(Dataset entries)
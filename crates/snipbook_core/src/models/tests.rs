use super::snippet::{SnippetKind, SnippetRecord};
use crate::highlight::Language;
use crate::placeholder::{OutputMode, PlaceholderBindings};
use serde_json::json;

#[test]
fn record_missing_keys_fall_back_to_defaults() {
    let record: SnippetRecord = serde_json::from_str("{}").expect("parse");
    assert_eq!(record.title, "Unknown");
    assert_eq!(record.kind, SnippetKind::PlainText);
    assert_eq!(record.kind.label(), "Plain text");
    assert!(record.content.is_empty());
    assert!(record.timestamp.is_empty());
    assert!(record.extra.is_empty());
}

#[test]
fn record_round_trip_keeps_unknown_kind_and_extra_keys() {
    let value = json!({
        "type": "Rust",
        "title": "t",
        "content": "fn $name() {}",
        "timestamp": "2024-01-01 10:00:00.000000",
        "$name": "main",
        "pinned": true
    });
    let record: SnippetRecord = serde_json::from_value(value.clone()).expect("parse");
    assert_eq!(record.kind, SnippetKind::Other("Rust".to_string()));
    assert_eq!(record.kind.language(), Language::PlainText);

    let back = serde_json::to_value(&record).expect("serialize");
    assert_eq!(back, value);
}

#[test]
fn placeholders_only_yield_string_valued_tokens() {
    let record: SnippetRecord = serde_json::from_value(json!({
        "content": "$a $b",
        "$a": "1",
        "$b": 2,
        "note": "x"
    }))
    .expect("parse");

    let found: Vec<(&str, &str)> = record.placeholders().collect();
    assert_eq!(found, vec![("$a", "1")]);
    assert_eq!(record.placeholder("$a"), Some("1"));
    assert_eq!(record.placeholder("$b"), None);
    assert_eq!(record.placeholder("note"), None);
}

#[test]
fn set_placeholders_replaces_tokens_and_keeps_other_extras() {
    let mut record: SnippetRecord = serde_json::from_value(json!({
        "content": "$new",
        "$old": "stale",
        "pinned": true
    }))
    .expect("parse");

    let bindings: PlaceholderBindings = [("$new", "fresh")].into_iter().collect();
    record.set_placeholders(&bindings);

    assert_eq!(record.placeholder("$old"), None);
    assert_eq!(record.placeholder("$new"), Some("fresh"));
    assert_eq!(record.extra.get("pinned"), Some(&json!(true)));
}

#[test]
fn kind_parsing_is_lenient_for_user_input() {
    assert_eq!("cpp".parse::<SnippetKind>(), Ok(SnippetKind::Cpp));
    assert_eq!(" C++ ".parse::<SnippetKind>(), Ok(SnippetKind::Cpp));
    assert_eq!("py".parse::<SnippetKind>(), Ok(SnippetKind::Python));
    assert_eq!("MD".parse::<SnippetKind>(), Ok(SnippetKind::Markdown));
    assert_eq!("plain text".parse::<SnippetKind>(), Ok(SnippetKind::PlainText));
    let err = "cobol".parse::<SnippetKind>().expect_err("unknown kind");
    assert!(err.contains("Plain text, Python, C++, Markdown"));
}

#[test]
fn kind_labels_round_trip_through_strings() {
    for kind in SnippetKind::SELECTABLE {
        let label: String = kind.clone().into();
        assert_eq!(SnippetKind::from(label), kind);
    }
}

#[test]
fn output_mode_follows_kind() {
    assert_eq!(SnippetKind::PlainText.output_mode(), OutputMode::MarkedHtml);
    assert_eq!(
        SnippetKind::Python.output_mode(),
        OutputMode::Syntax(Language::Python)
    );
    assert_eq!(
        SnippetKind::Cpp.output_mode(),
        OutputMode::Syntax(Language::Cpp)
    );
    assert_eq!(SnippetKind::Markdown.output_mode(), OutputMode::MarkdownHtml);
    assert_eq!(
        SnippetKind::Other("Rust".to_string()).output_mode(),
        OutputMode::MarkedHtml
    );
}
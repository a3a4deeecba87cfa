//! One-JSON-file-per-snippet storage over a data directory.

use crate::constants::{NEW_SNIPPET_TITLE, SNIPPET_FILE_EXTENSION, SNIPPET_FILE_PREFIX};
use crate::error::AppError;
use crate::models::snippet::{SnippetKind, SnippetRecord};
use crate::time_util::{file_name_timestamp, record_timestamp};
use chrono::{DateTime, Local};
use serde::Serialize;
use serde_json::ser::PrettyFormatter;
use std::fs::{self, OpenOptions};
use std::io::{ErrorKind, Write};
use std::path::{Path, PathBuf};

/// A record together with the file it lives in.
///
/// The path is the snippet's identity; it does not change when the title or
/// type is edited.
#[derive(Debug, Clone, PartialEq)]
pub struct StoredSnippet {
    pub path: PathBuf,
    pub record: SnippetRecord,
}

impl StoredSnippet {
    /// Path as shown in the library's File column.
    pub fn display_path(&self) -> String {
        self.path.to_string_lossy().into_owned()
    }
}

/// A file that could not be loaded.
#[derive(Debug)]
pub struct LoadFailure {
    pub path: PathBuf,
    pub error: AppError,
}

/// Result of [`SnippetStore::load_all`].
#[derive(Debug, Default)]
pub struct LoadReport {
    /// Loaded snippets sorted ascending by timestamp.
    pub snippets: Vec<StoredSnippet>,
    pub failures: Vec<LoadFailure>,
}

/// Snippet files under a single directory.
#[derive(Debug, Clone)]
pub struct SnippetStore {
    dir: PathBuf,
}

impl SnippetStore {
    /// Open the store, creating `dir` when missing.
    ///
    /// # Errors
    /// Returns an error if the directory cannot be created.
    pub fn open(dir: impl Into<PathBuf>) -> Result<Self, AppError> {
        let dir = dir.into();
        fs::create_dir_all(&dir).map_err(|err| AppError::io(&dir, err))?;
        Ok(Self { dir })
    }

    pub fn dir(&self) -> &Path {
        &self.dir
    }

    /// Resolve a bare file name against the data directory.
    ///
    /// Values containing a path separator are used as given.
    pub fn resolve(&self, name: &str) -> PathBuf {
        let candidate = Path::new(name);
        if candidate.components().count() > 1 || candidate.is_absolute() {
            candidate.to_path_buf()
        } else {
            self.dir.join(candidate)
        }
    }

    /// Load every `*.json` file in the directory.
    ///
    /// Unreadable or malformed files are logged and reported in
    /// [`LoadReport::failures`]; they never abort the load.
    ///
    /// # Errors
    /// Returns an error only if the directory itself cannot be listed.
    pub fn load_all(&self) -> Result<LoadReport, AppError> {
        let mut paths = Vec::new();
        for entry in fs::read_dir(&self.dir).map_err(|err| AppError::io(&self.dir, err))? {
            let entry = entry.map_err(|err| AppError::io(&self.dir, err))?;
            let path = entry.path();
            let is_snippet = path
                .extension()
                .is_some_and(|ext| ext == SNIPPET_FILE_EXTENSION);
            if is_snippet && path.is_file() {
                paths.push(path);
            }
        }
        paths.sort();

        let mut report = LoadReport::default();
        for path in paths {
            match self.read(&path) {
                Ok(record) => report.snippets.push(StoredSnippet { path, record }),
                Err(error) => {
                    tracing::warn!("Skipping unreadable snippet {:?}: {}", path, error);
                    report.failures.push(LoadFailure { path, error });
                }
            }
        }
        report
            .snippets
            .sort_by(|a, b| a.record.timestamp.cmp(&b.record.timestamp));
        Ok(report)
    }

    /// Read a single record.
    ///
    /// # Errors
    /// Returns [`AppError::NotFound`] for a missing file, otherwise I/O or JSON errors.
    pub fn read(&self, path: &Path) -> Result<SnippetRecord, AppError> {
        let raw = fs::read_to_string(path).map_err(|err| match err.kind() {
            ErrorKind::NotFound => AppError::NotFound(format!("snippet {}", path.display())),
            _ => AppError::io(path, err),
        })?;
        serde_json::from_str(&raw).map_err(|err| AppError::json(path, err))
    }

    /// Rewrite the whole record at `path`.
    ///
    /// # Errors
    /// Returns an error if serialization or the write fails.
    pub fn write(&self, path: &Path, record: &SnippetRecord) -> Result<(), AppError> {
        let body = to_pretty_json(record).map_err(|err| AppError::json(path, err))?;
        fs::write(path, body).map_err(|err| AppError::io(path, err))
    }

    /// Create a fresh plain-text snippet stamped with the current local time.
    ///
    /// # Errors
    /// Returns an error if the file cannot be created.
    pub fn create(&self) -> Result<StoredSnippet, AppError> {
        self.create_at(Local::now())
    }

    /// Create a fresh snippet stamped with `now`.
    ///
    /// A numeric suffix is appended to the file name when it already exists.
    ///
    /// # Errors
    /// Returns an error if the file cannot be created.
    pub fn create_at(&self, now: DateTime<Local>) -> Result<StoredSnippet, AppError> {
        let record = SnippetRecord::new(
            SnippetKind::PlainText,
            NEW_SNIPPET_TITLE.to_string(),
            String::new(),
            record_timestamp(now),
        );
        let body = to_pretty_json(&record).map_err(|err| AppError::json(&self.dir, err))?;
        let stem = format!("{}{}", SNIPPET_FILE_PREFIX, file_name_timestamp(now));

        let mut attempt = 0usize;
        loop {
            let file_name = if attempt == 0 {
                format!("{}.{}", stem, SNIPPET_FILE_EXTENSION)
            } else {
                format!("{}_{}.{}", stem, attempt, SNIPPET_FILE_EXTENSION)
            };
            let path = self.dir.join(file_name);
            match OpenOptions::new().write(true).create_new(true).open(&path) {
                Ok(mut file) => {
                    file.write_all(body.as_bytes())
                        .map_err(|err| AppError::io(&path, err))?;
                    tracing::debug!("Created snippet at: {:?}", path);
                    return Ok(StoredSnippet { path, record });
                }
                Err(err) if err.kind() == ErrorKind::AlreadyExists => attempt += 1,
                Err(err) => return Err(AppError::io(&path, err)),
            }
        }
    }

    /// Delete the snippet file at `path`.
    ///
    /// # Errors
    /// Returns [`AppError::NotFound`] when the file is already gone.
    pub fn delete(&self, path: &Path) -> Result<(), AppError> {
        fs::remove_file(path).map_err(|err| match err.kind() {
            ErrorKind::NotFound => AppError::NotFound(format!("snippet {}", path.display())),
            _ => AppError::io(path, err),
        })
    }
}

/// Four-space indented JSON with non-ASCII text left unescaped.
fn to_pretty_json(record: &SnippetRecord) -> Result<String, serde_json::Error> {
    let mut buf = Vec::new();
    let formatter = PrettyFormatter::with_indent(b"    ");
    let mut serializer = serde_json::Serializer::with_formatter(&mut buf, formatter);
    record.serialize(&mut serializer)?;
    // serde_json only emits valid UTF-8.
    Ok(String::from_utf8_lossy(&buf).into_owned())
}
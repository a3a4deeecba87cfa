//! Shared constants used across snipbook crates.

/// Default autosave polling interval in milliseconds.
pub const DEFAULT_AUTO_SAVE_INTERVAL_MS: u64 = 2_000;

/// Default upper bound for persisted search keywords.
pub const DEFAULT_HISTORY_LIMIT: usize = 100;

/// File name of the search history inside the config directory.
pub const HISTORY_FILE_NAME: &str = "search_history_tree_view.txt";

/// Extension of snippet record files.
pub const SNIPPET_FILE_EXTENSION: &str = "json";

/// File name prefix for newly created snippets.
pub const SNIPPET_FILE_PREFIX: &str = "snippet_";

/// Title given to newly created snippets.
pub const NEW_SNIPPET_TITLE: &str = "New Snippet";

/// Fallback title for records missing a `title` key.
pub const DEFAULT_TITLE: &str = "Unknown";

/// Column headers of the library tree.
pub const LIBRARY_COLUMNS: [&str; 4] = ["Title", "Type", "File", "Timestamp"];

▶ [Problem] Out of the data above, return each line where the word "crates" can be found.

▶ [Solution]
filename crates/snipbook_core/src/models/tests.rs
//! Shared constants used across snipbook crates.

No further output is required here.